The issue here is that this type of logic is not only flawed but extremely dangerous. And, as more people get sick and numbers go up, it slows down the ability of communities and local economies to open up.
Instead of spreading immunity, the COVID-19 parties could cause a spike in cases and lead people to suffer from severe symptoms including death. After all, there is no way to predict how anyone’s body will respond to the coronavirus.
Another issue is that people who are not concerned about getting the virus could spread it to someone who does not want to get it because of a pre-existing condition or being immunocompromised. There have been at least two areas in the country, in Lagos and in Abuja, where this is taking place and possibly even more as not all cases are been reported.
As COVID-19 keeps spreading, most people try to avoid catching it but health officials are starting to worry that some people may be trying to catch it on purpose. Their goal is to build population immunity through a herd immunity strategy.
The problem is even more worrisome as there is need to preempt a lot of people getting the coronavirus all at once. This is because we obviously do not have the potential to handle such magnitude of cases that would no doubt overwhelm the healthcare system. This would in turn leave some people without much-needed healthcare.
We should not forget the old adage that says, “Prevention is better than cure”. Even if few got the disease over time, they are more likely to receive better healthcare because the number would unarguably be manageable. Better still, the manageable number of patients, peradventure, it turned out as been opined in this piece, would give room for more research and information that can be made available as we are been threatened by the pandemic.

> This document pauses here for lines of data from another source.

//! Transport seam between the guest binding and the host dispatcher.
//!
//! [`CallTransport`] is synchronous request/reply: every request envelope
//! produces exactly one reply envelope. [`LoopbackTransport`] wires a
//! [`HostCallServer`] directly into the same process, which is how the
//! simulated device and the tests run.

use crate::api::HostApi;
use crate::codec::CodecError;
use crate::server::HostCallServer;
use crate::wire::CallEnvelope;
use thiserror::Error;

/// Errors surfaced by a transport.
#[derive(Debug, Error)]
pub enum TransportError {
    #[error("transport is closed")]
    Closed,

    #[error("dispatch failed: {0}")]
    Dispatch(#[from] CodecError),
}

/// Carries one request envelope to the host and returns its reply.
pub trait CallTransport {
    fn call(&mut self, envelope: CallEnvelope) -> Result<CallEnvelope, TransportError>;
}

/// In-process transport around a [`HostCallServer`].
pub struct LoopbackTransport<H: HostApi> {
    server: HostCallServer<H>,
}

impl<H: HostApi> LoopbackTransport<H> {
    /// Creates a loopback transport around a host implementation
    pub fn new(host: H) -> Self {
        Self {
            server: HostCallServer::new(host),
        }
    }

    /// Returns a reference to the host behind the server
    pub fn host(&self) -> &H {
        self.server.host()
    }

    /// Returns a mutable reference to the host behind the server
    pub fn host_mut(&mut self) -> &mut H {
        self.server.host_mut()
    }
}

impl<H: HostApi> CallTransport for LoopbackTransport<H> {
    fn call(&mut self, envelope: CallEnvelope) -> Result<CallEnvelope, TransportError> {
        Ok(self.server.handle(&envelope)?)
    }
}
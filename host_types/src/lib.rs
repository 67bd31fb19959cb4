//! # Host Types
//!
//! This crate defines the wire vocabulary shared between guest scripts and
//! the device runtime.
//!
//! ## Philosophy
//!
//! The enumerations and constants here cross the host/guest boundary as raw
//! numbers. Their values are a versioned contract: they must remain stable
//! across host and guest releases, so every discriminant is pinned by a test.
//!
//! Handles (file handles, panel/control/log/plot indices, radio indices) are
//! plain integers carried opaquely. Their lifecycle is entirely host-owned;
//! this layer never constructs, destroys, or validates them.

pub mod enums;
pub mod event;

pub use enums::{
    GuiEventType, LedMode, PanelLedColor, PanelLedSize, PrintColor, PrintDataType,
    EVENT_TYPE_COUNT,
};
pub use event::{
    EventNumber, EventRecord, EVENT_DATA_MAX, EVENT_NUMTYPE_FLOAT, EVENT_NUMTYPE_INT,
    EVENT_NUMTYPE_UINT,
};

/// File open mode: read-only.
pub const FILE_MODE_READ: i32 = 0;
/// File open mode: write, truncating any existing content.
pub const FILE_MODE_WRITE: i32 = 1;
/// File open mode: write, appending to existing content.
pub const FILE_MODE_APPEND: i32 = 2;
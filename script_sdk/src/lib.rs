//! Script SDK: ergonomic wrappers over the raw call surface.
//!
//! The surface itself is flat by contract; this crate adds the Rust
//! niceties on the guest side only. Flat failure values become `Result`,
//! file handles get scoped ownership, and event polling gets a typed
//! loop. Everything here is generic over [`HostApi`], so the same script
//! code runs against the simulated device or a real transport.

use host_api::HostApi;
use host_types::{
    EventRecord, GuiEventType, PrintColor, PrintDataType, EVENT_DATA_MAX, FILE_MODE_APPEND,
    FILE_MODE_READ, FILE_MODE_WRITE,
};
use thiserror::Error;

/// Errors raised by the SDK wrappers.
///
/// The surface only reports flat failure; the symbol name here is added
/// by the wrapper for diagnostics and never comes from the host.
#[derive(Debug, Error)]
pub enum ScriptError {
    #[error("host call {symbol} failed")]
    CallFailed { symbol: &'static str },

    #[error("file {path} could not be opened")]
    OpenFailed { path: String },
}

fn check(status: i32, symbol: &'static str) -> Result<(), ScriptError> {
    if status != 0 {
        Ok(())
    } else {
        Err(ScriptError::CallFailed { symbol })
    }
}

/// Reads the next pending event, if any.
pub fn poll_event<H: HostApi>(host: &mut H) -> Option<EventRecord> {
    let mut buf = [0u8; EVENT_DATA_MAX];
    let code = host.get_event_data(&mut buf);
    let event_type = GuiEventType::from_raw(code)?;
    Some(EventRecord::with_payload(event_type, &buf))
}

/// Polling interval used by [`wait_for_event`], in milliseconds.
const POLL_INTERVAL_MS: i32 = 10;

/// Waits until an event of `wanted` type arrives or `timeout_ms` of
/// simulated time passes. Other events arriving meanwhile are discarded,
/// which matches how scripts drain the queue in a modal wait.
pub fn wait_for_event<H: HostApi>(
    host: &mut H,
    wanted: GuiEventType,
    timeout_ms: u32,
) -> Option<EventRecord> {
    let mut waited: u32 = 0;
    loop {
        while let Some(record) = poll_event(host) {
            if record.event_type() == wanted {
                return Some(record);
            }
        }
        if waited >= timeout_ms {
            return None;
        }
        host.waitms(POLL_INTERVAL_MS);
        waited += POLL_INTERVAL_MS as u32;
    }
}

/// An open file with scoped ownership of its handle.
///
/// Dropping the wrapper closes the handle; explicit [`ScriptFile::close`]
/// reports whether the host accepted the close.
pub struct ScriptFile<'a, H: HostApi> {
    host: &'a mut H,
    handle: i32,
    closed: bool,
}

impl<'a, H: HostApi> ScriptFile<'a, H> {
    fn open_with_mode(host: &'a mut H, path: &str, mode: i32) -> Result<Self, ScriptError> {
        let handle = host.open_file(path, mode);
        if handle == 0 {
            return Err(ScriptError::OpenFailed {
                path: path.to_string(),
            });
        }
        Ok(Self {
            host,
            handle,
            closed: false,
        })
    }

    /// Opens an existing file for reading.
    pub fn open(host: &'a mut H, path: &str) -> Result<Self, ScriptError> {
        Self::open_with_mode(host, path, FILE_MODE_READ)
    }

    /// Creates or truncates a file for writing.
    pub fn create(host: &'a mut H, path: &str) -> Result<Self, ScriptError> {
        Self::open_with_mode(host, path, FILE_MODE_WRITE)
    }

    /// Opens or creates a file positioned at its end.
    pub fn append(host: &'a mut H, path: &str) -> Result<Self, ScriptError> {
        Self::open_with_mode(host, path, FILE_MODE_APPEND)
    }

    pub fn handle(&self) -> i32 {
        self.handle
    }

    pub fn write_all(&mut self, data: &[u8]) -> Result<(), ScriptError> {
        check(self.host.write_file(self.handle, data), "writeFile")
    }

    /// Reads the remainder of the file.
    pub fn read_to_end(&mut self) -> Result<Vec<u8>, ScriptError> {
        let mut out = Vec::new();
        let mut chunk = [0u8; 256];
        loop {
            let (status, n) = self.host.read_file(self.handle, &mut chunk);
            check(status, "readFile")?;
            if n <= 0 {
                return Ok(out);
            }
            out.extend_from_slice(&chunk[..n as usize]);
        }
    }

    /// Reads the next line as text; `None` at end of file.
    pub fn read_line(&mut self) -> Option<String> {
        let mut chunk = [0u8; 256];
        let (status, n) = self.host.read_file_line(self.handle, &mut chunk);
        if status == 0 {
            return None;
        }
        Some(String::from_utf8_lossy(&chunk[..n.max(0) as usize]).into_owned())
    }

    pub fn seek(&mut self, position: i32) -> Result<(), ScriptError> {
        check(
            self.host.set_file_position(self.handle, position),
            "setFilePosition",
        )
    }

    pub fn size(&mut self) -> i32 {
        self.host.get_file_size(self.handle)
    }

    /// Closes the handle, reporting whether the host accepted it.
    pub fn close(mut self) -> Result<(), ScriptError> {
        self.closed = true;
        check(self.host.close_file(self.handle), "closeFile")
    }
}

impl<H: HostApi> Drop for ScriptFile<'_, H> {
    fn drop(&mut self) {
        if !self.closed {
            self.host.close_file(self.handle);
        }
    }
}

/// Convenience calls layered on [`HostApi`].
pub trait HostApiExt: HostApi {
    /// Prints a decimal integer to the debug console.
    fn print_number(&mut self, value: i32, color: PrintColor) {
        self.print_int("%d\n", color, PrintDataType::Int32, value);
    }

    /// Prints a float with two digits to the debug console.
    fn print_decimal(&mut self, value: f32, color: PrintColor) {
        self.print_float("%.2f\n", color, value);
    }

    /// Drives a pin high or low as a bool.
    fn set_pin(&mut self, io: i32, high: bool) {
        self.set_io(io, i32::from(high));
    }

    /// Reads a pin as a bool.
    fn pin_is_high(&mut self, io: i32) -> bool {
        self.get_io(io) != 0
    }

    /// Writes a text line to the UART.
    fn uart_write_line(&mut self, line: &str) -> Result<(), ScriptError> {
        let written = self.uart_write(line.as_bytes());
        if written == line.len() as i32 {
            let newline = self.uart_write(b"\n");
            check(newline, "UARTDataWrite")
        } else {
            Err(ScriptError::CallFailed {
                symbol: "UARTDataWrite",
            })
        }
    }
}

impl<H: HostApi> HostApiExt for H {}

#[cfg(test)]
mod tests {
    use super::*;
    use host_types::EventNumber;
    use sim_device::SimulatedDevice;

    #[test]
    fn test_poll_event_decodes_record() {
        let mut device = SimulatedDevice::new();
        assert!(poll_event(&mut device).is_none());

        device.receive_ir(0x20DF_10EF);
        let record = poll_event(&mut device).expect("event pending");
        assert_eq!(record.event_type(), GuiEventType::IrCode);
        assert_eq!(record.as_ir_code(), Some(0x20DF_10EF));
    }

    #[test]
    fn test_wait_for_event_discards_others() {
        let mut device = SimulatedDevice::new();
        device.press_button(GuiEventType::GrayButton);
        device.push_event(EventRecord::int(GuiEventType::GuiNumEdit, 5));

        let record = wait_for_event(&mut device, GuiEventType::GuiNumEdit, 100).unwrap();
        assert_eq!(record.as_number(), Some(EventNumber::Int(5)));
        // The gray button press was consumed along the way.
        assert!(poll_event(&mut device).is_none());
    }

    #[test]
    fn test_wait_for_event_times_out_in_simulated_time() {
        let mut device = SimulatedDevice::new();
        assert!(wait_for_event(&mut device, GuiEventType::RedButton, 50).is_none());
        assert!(device.millis() >= 50);
    }

    #[test]
    fn test_file_round_trip_with_scoped_handle() {
        let mut device = SimulatedDevice::new();
        {
            let mut file = ScriptFile::create(&mut device, "/notes.txt").unwrap();
            file.write_all(b"line one\nline two\n").unwrap();
            file.close().unwrap();
        }

        let mut file = ScriptFile::open(&mut device, "/notes.txt").unwrap();
        assert_eq!(file.read_line().as_deref(), Some("line one"));
        assert_eq!(file.read_line().as_deref(), Some("line two"));
        assert_eq!(file.read_line(), None);

        file.seek(0).unwrap();
        assert_eq!(file.read_to_end().unwrap(), b"line one\nline two\n");
    }

    #[test]
    fn test_open_missing_file_is_an_error() {
        let mut device = SimulatedDevice::new();
        assert!(matches!(
            ScriptFile::open(&mut device, "/nope.txt"),
            Err(ScriptError::OpenFailed { .. })
        ));
    }

    #[test]
    fn test_drop_closes_handle() {
        let mut device = SimulatedDevice::new();
        let handle;
        {
            let file = ScriptFile::create(&mut device, "/tmp.txt").unwrap();
            handle = file.handle();
        }
        // Handle is dead after the scope; closing again fails.
        assert_eq!(device.close_file(handle), 0);
    }

    #[test]
    fn test_ext_helpers() {
        let mut device = SimulatedDevice::new();
        device.set_pin(4, true);
        assert!(device.pin_is_high(4));

        device.print_number(7, PrintColor::Normal);
        assert_eq!(device.console.lines().len(), 1);

        device.uart_write_line("hello").unwrap();
        assert_eq!(device.uart.transmitted(), b"hello\n");
    }
}
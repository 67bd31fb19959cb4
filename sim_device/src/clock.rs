//! Simulated monotonic time and the pseudo random source.
//!
//! Time only moves when a script waits; two identical scripts observe the
//! same timestamps and the same random sequence, which keeps every test
//! deterministic.

/// Millisecond clock plus a seeded xorshift generator.
#[derive(Debug)]
pub struct DeviceClock {
    now_ms: u32,
    rng_state: u64,
}

const DEFAULT_SEED: u64 = 0x9E37_79B9_7F4A_7C15;

impl Default for DeviceClock {
    fn default() -> Self {
        Self::with_seed(DEFAULT_SEED)
    }
}

impl DeviceClock {
    pub fn new() -> Self {
        Self::default()
    }

    /// Creates a clock whose random sequence starts from `seed`.
    pub fn with_seed(seed: u64) -> Self {
        Self {
            now_ms: 0,
            // A zero state would lock xorshift at zero forever.
            rng_state: if seed == 0 { DEFAULT_SEED } else { seed },
        }
    }

    /// Milliseconds since start, wrapping like a 32-bit hardware counter.
    pub fn millis(&self) -> u32 {
        self.now_ms
    }

    /// Advances time by `ms` milliseconds.
    pub fn advance(&mut self, ms: u32) {
        self.now_ms = self.now_ms.wrapping_add(ms);
    }

    /// Next pseudo random value, non-negative.
    pub fn rand(&mut self) -> i32 {
        let mut x = self.rng_state;
        x ^= x << 13;
        x ^= x >> 7;
        x ^= x << 17;
        self.rng_state = x;
        ((x >> 33) as i32) & i32::MAX
    }
}
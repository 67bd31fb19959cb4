//! GPIO pin bank and per-pin PWM state.

use std::collections::HashMap;

/// Number of addressable GPIO pins.
pub const GPIO_PIN_COUNT: i32 = 32;

/// PWM output running on one pin.
#[derive(Debug, Clone, Copy, PartialEq)]
pub struct PwmSetting {
    pub freq_hz: f32,
    pub duty: f32,
}

/// All pins as one bitmask, bit N for pin N, plus the PWM table.
#[derive(Debug, Default)]
pub struct GpioBank {
    pins: u32,
    pwm: HashMap<i32, PwmSetting>,
}

impl GpioBank {
    pub fn new() -> Self {
        Self::default()
    }

    fn in_range(io: i32) -> bool {
        (0..GPIO_PIN_COUNT).contains(&io)
    }

    /// Drives a pin; out-of-range pins are ignored.
    pub fn set(&mut self, io: i32, on: bool) {
        if !Self::in_range(io) {
            return;
        }
        if on {
            self.pins |= 1 << io;
        } else {
            self.pins &= !(1 << io);
        }
    }

    /// Reads a pin; out-of-range pins read low.
    pub fn get(&self, io: i32) -> u32 {
        if !Self::in_range(io) {
            return 0;
        }
        (self.pins >> io) & 1
    }

    pub fn all(&self) -> u32 {
        self.pins
    }

    /// Starts PWM on a pin. Duty is a percentage.
    pub fn pwm_start(&mut self, io: i32, freq_hz: f32, duty: f32) -> i32 {
        if !Self::in_range(io) || freq_hz <= 0.0 || !(0.0..=100.0).contains(&duty) {
            return 0;
        }
        self.pwm.insert(io, PwmSetting { freq_hz, duty });
        1
    }

    /// Stops PWM on a pin. Stopping an idle pin still succeeds.
    pub fn pwm_stop(&mut self, io: i32) -> i32 {
        if !Self::in_range(io) {
            return 0;
        }
        self.pwm.remove(&io);
        1
    }

    /// Returns the running PWM setting for a pin, if any.
    pub fn pwm(&self, io: i32) -> Option<PwmSetting> {
        self.pwm.get(&io).copied()
    }
}

#[cfg(test)]
mod tests {
    use super::*;

    #[test]
    fn test_set_and_get_pin() {
        let mut bank = GpioBank::new();
        bank.set(3, true);
        assert_eq!(bank.get(3), 1);
        assert_eq!(bank.all(), 0b1000);

        bank.set(3, false);
        assert_eq!(bank.get(3), 0);
        assert_eq!(bank.all(), 0);
    }

    #[test]
    fn test_out_of_range_pins_read_low() {
        let mut bank = GpioBank::new();
        bank.set(-1, true);
        bank.set(GPIO_PIN_COUNT, true);
        assert_eq!(bank.all(), 0);
        assert_eq!(bank.get(-1), 0);
        assert_eq!(bank.get(GPIO_PIN_COUNT), 0);
    }

    #[test]
    fn test_pwm_start_validates_arguments() {
        let mut bank = GpioBank::new();
        assert_eq!(bank.pwm_start(2, 1000.0, 50.0), 1);
        assert_eq!(bank.pwm(2), Some(PwmSetting { freq_hz: 1000.0, duty: 50.0 }));

        assert_eq!(bank.pwm_start(2, 0.0, 50.0), 0);
        assert_eq!(bank.pwm_start(2, 1000.0, 101.0), 0);
        assert_eq!(bank.pwm_start(GPIO_PIN_COUNT, 1000.0, 50.0), 0);
    }

    #[test]
    fn test_pwm_stop() {
        let mut bank = GpioBank::new();
        bank.pwm_start(5, 440.0, 25.0);
        assert_eq!(bank.pwm_stop(5), 1);
        assert_eq!(bank.pwm(5), None);
        // Idempotent for a valid pin.
        assert_eq!(bank.pwm_stop(5), 1);
        assert_eq!(bank.pwm_stop(-2), 0);
    }
}
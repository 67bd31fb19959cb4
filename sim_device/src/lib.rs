//! # Simulated Device
//!
//! This crate provides a simulated implementation of the host call surface.
//!
//! ## Purpose
//!
//! The simulated device allows testing scripts without hardware:
//! - Runs under `cargo test`
//! - Deterministic (controlled time, seeded randomness, no real I/O)
//! - Inspectable (all peripheral state is accessible)
//!
//! ## Philosophy
//!
//! **Testability is a first-class design constraint.**
//!
//! This is not a mock. Every operation behaves the way the contract says:
//! flat error values, destructive event reads, handle-based file IO,
//! in-band queue overflow. Tests drive the outside world (feed the UART,
//! deliver radio frames, press buttons) and scripts observe it through
//! the same calls they would make on hardware.

pub mod bus;
pub mod clock;
pub mod events;
pub mod gate;
pub mod gpio;
pub mod panels;
pub mod peripherals;
pub mod radio;
pub mod storage;

pub use events::{EventQueue, EVENT_QUEUE_CAPACITY};
pub use gate::{
    AllowAllPolicy, AuditEntry, AuditOutcome, CallAuditLog, CallPolicy, GatedServer,
    GatedTransport, PolicyDecision, SubsystemScopePolicy,
};

use bus::{I2cBus, SpiPort, Uart};
use clock::DeviceClock;
use gpio::GpioBank;
use host_api::HostApi;
use host_types::{
    EventRecord, GuiEventType, LedMode, PanelLedColor, PanelLedSize, PrintColor, PrintDataType,
};
use panels::{ControlKind, PanelRegistry, PlotXAxis, Rgb};
use peripherals::{
    BoardLeds, DebugConsole, DialogHost, Fpga, IrPort, LedCommand, PrintRecord, PrintValue, Rtc,
    RtcTime, SensorHub, SoundCommand, SoundPlayer, ZoomIo,
};
use radio::RadioBank;
use storage::Storage;

/// Full device state. Fields are public so tests can stage the outside
/// world and inspect what a script did.
#[derive(Debug, Default)]
pub struct SimulatedDevice {
    pub clock: DeviceClock,
    pub gpio: GpioBank,
    pub i2c: I2cBus,
    pub spi: SpiPort,
    pub uart: Uart,
    pub radios: RadioBank,
    pub storage: Storage,
    pub panels: PanelRegistry,
    pub leds: BoardLeds,
    pub ir: IrPort,
    pub sound: SoundPlayer,
    pub sensors: SensorHub,
    pub fpga: Fpga,
    pub zoom: ZoomIo,
    pub rtc: Rtc,
    pub dialogs: DialogHost,
    pub console: DebugConsole,
    pub events: EventQueue,
}

impl SimulatedDevice {
    pub fn new() -> Self {
        Self::default()
    }

    /// Sets the random seed, builder style.
    pub fn with_seed(mut self, seed: u64) -> Self {
        self.clock = DeviceClock::with_seed(seed);
        self
    }

    /// Enables IR loopback, builder style.
    pub fn with_ir_loopback(mut self) -> Self {
        self.ir.set_loopback(true);
        self
    }

    /// Simulates a hardware button press.
    pub fn press_button(&mut self, button: GuiEventType) {
        self.events.push(EventRecord::empty(button));
    }

    /// Queues an arbitrary event record.
    pub fn push_event(&mut self, record: EventRecord) {
        self.events.push(record);
    }

    /// Simulates an IR code arriving from a remote.
    pub fn receive_ir(&mut self, code: u32) {
        self.ir.receive(code, &mut self.events);
    }

    /// Sets the wall-clock time reported by the RTC.
    pub fn set_rtc_time(&mut self, time: RtcTime) {
        self.rtc.set_time(time);
    }
}
//! Envelope structure carried between guest binding and host dispatcher.
//!
//! Request envelopes are tagged with the import symbol they invoke; reply
//! envelopes carry a correlation ID pointing back at the request. Payloads
//! are type-erased JSON so the envelope layer stays generic over call shapes.

use serde::{Deserialize, Serialize};
use std::fmt;
use uuid::Uuid;

/// Unique identifier for one call crossing the surface.
#[derive(Debug, Clone, Copy, PartialEq, Eq, Hash, Serialize, Deserialize)]
pub struct CallId(Uuid);

impl CallId {
    /// Creates a new random call ID
    pub fn new() -> Self {
        Self(Uuid::new_v4())
    }

    /// Creates a call ID from a UUID
    pub fn from_uuid(uuid: Uuid) -> Self {
        Self(uuid)
    }

    /// Returns the inner UUID
    pub fn as_uuid(&self) -> Uuid {
        self.0
    }
}

impl Default for CallId {
    fn default() -> Self {
        Self::new()
    }
}

impl fmt::Display for CallId {
    fn fmt(&self, f: &mut fmt::Formatter<'_>) -> fmt::Result {
        write!(f, "Call({})", self.0)
    }
}

/// Schema version for envelope payloads.
///
/// Numeric constants and call layouts are a versioned wire contract shared
/// with the host; same major version means compatible.
#[derive(Debug, Clone, Copy, PartialEq, Eq, Serialize, Deserialize)]
pub struct SchemaVersion {
    /// Major version (breaking changes)
    pub major: u32,
    /// Minor version (backward-compatible additions)
    pub minor: u32,
}

impl SchemaVersion {
    /// Creates a new schema version
    pub const fn new(major: u32, minor: u32) -> Self {
        Self { major, minor }
    }

    /// Checks if this version is compatible with another
    pub fn is_compatible_with(&self, other: &SchemaVersion) -> bool {
        self.major == other.major
    }
}

impl fmt::Display for SchemaVersion {
    fn fmt(&self, f: &mut fmt::Formatter<'_>) -> fmt::Result {
        write!(f, "v{}.{}", self.major, self.minor)
    }
}

/// Schema version of the current call surface.
pub const CALL_SCHEMA_VERSION: SchemaVersion = SchemaVersion::new(1, 0);

/// Type-erased envelope payload (JSON bytes).
#[derive(Debug, Clone, PartialEq, Eq, Serialize, Deserialize)]
pub struct CallPayload {
    data: Vec<u8>,
}

impl CallPayload {
    /// Serializes a value into a payload
    pub fn new<T: Serialize>(value: &T) -> Result<Self, serde_json::Error> {
        let data = serde_json::to_vec(value)?;
        Ok(Self { data })
    }

    /// Deserializes the payload into a specific type
    pub fn deserialize<T: for<'de> Deserialize<'de>>(&self) -> Result<T, serde_json::Error> {
        serde_json::from_slice(&self.data)
    }

    /// Returns the raw bytes
    pub fn as_bytes(&self) -> &[u8] {
        &self.data
    }
}

/// Envelope for one request or reply crossing the surface.
#[derive(Debug, Clone, Serialize, Deserialize)]
pub struct CallEnvelope {
    /// Unique identifier for this envelope
    pub id: CallId,
    /// Import symbol being invoked (requests) or the reply marker
    pub symbol: String,
    /// Schema version of the payload
    pub schema_version: SchemaVersion,
    /// Correlation ID for request/reply matching
    pub correlation_id: Option<CallId>,
    /// Serialized payload
    pub payload: CallPayload,
}

impl CallEnvelope {
    /// Creates a new envelope
    pub fn new(symbol: impl Into<String>, schema_version: SchemaVersion, payload: CallPayload) -> Self {
        Self {
            id: CallId::new(),
            symbol: symbol.into(),
            schema_version,
            correlation_id: None,
            payload,
        }
    }

    /// Sets the correlation ID (for replies)
    pub fn with_correlation(mut self, correlation_id: CallId) -> Self {
        self.correlation_id = Some(correlation_id);
        self
    }

    /// Checks if this envelope is a reply to another
    pub fn is_reply(&self) -> bool {
        self.correlation_id.is_some()
    }
}

#[cfg(test)]
mod tests {
    use super::*;

    #[derive(Debug, Serialize, Deserialize, PartialEq)]
    struct TestPayload {
        value: i32,
    }

    #[test]
    fn test_call_id_uniqueness() {
        assert_ne!(CallId::new(), CallId::new());
    }

    #[test]
    fn test_schema_version_compatibility() {
        let v1_0 = SchemaVersion::new(1, 0);
        let v1_3 = SchemaVersion::new(1, 3);
        let v2_0 = SchemaVersion::new(2, 0);

        assert!(v1_0.is_compatible_with(&v1_3));
        assert!(!v1_0.is_compatible_with(&v2_0));
    }

    #[test]
    fn test_payload_round_trip() {
        let payload = CallPayload::new(&TestPayload { value: 7 }).unwrap();
        let decoded: TestPayload = payload.deserialize().unwrap();
        assert_eq!(decoded, TestPayload { value: 7 });
    }

    #[test]
    fn test_envelope_correlation() {
        let payload = CallPayload::new(&TestPayload { value: 7 }).unwrap();
        let request = CallEnvelope::new("setIO", CALL_SCHEMA_VERSION, payload.clone());
        assert!(!request.is_reply());

        let reply = CallEnvelope::new("hostReply", CALL_SCHEMA_VERSION, payload)
            .with_correlation(request.id);
        assert!(reply.is_reply());
        assert_eq!(reply.correlation_id, Some(request.id));
    }
}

To me there is no sorrow to dance away during this period of COVID-19 pandemic. While it is normal to want to see family and friends again after social distancing for so long, it’s important to take the necessary steps to protect ourselves and others. Intentionally exposing oneself or that of his or her family to the coronavirus is not going to get rid of COVID-19, and it is not going to help the country to speed through the process. In fact, it may slow it down.
To this end, it is expedient to opine that there is no doubt that everyone wants to go back to normal. But we cannot make COVID-19 disappear by seemingly becoming infected on purpose any more than we can wish it away. Consequently, the best course of action is to adapt to the new normal while finding creative ways to enjoy life while still staying safe.
Isaac Asabor is a Public Affairs Analyst.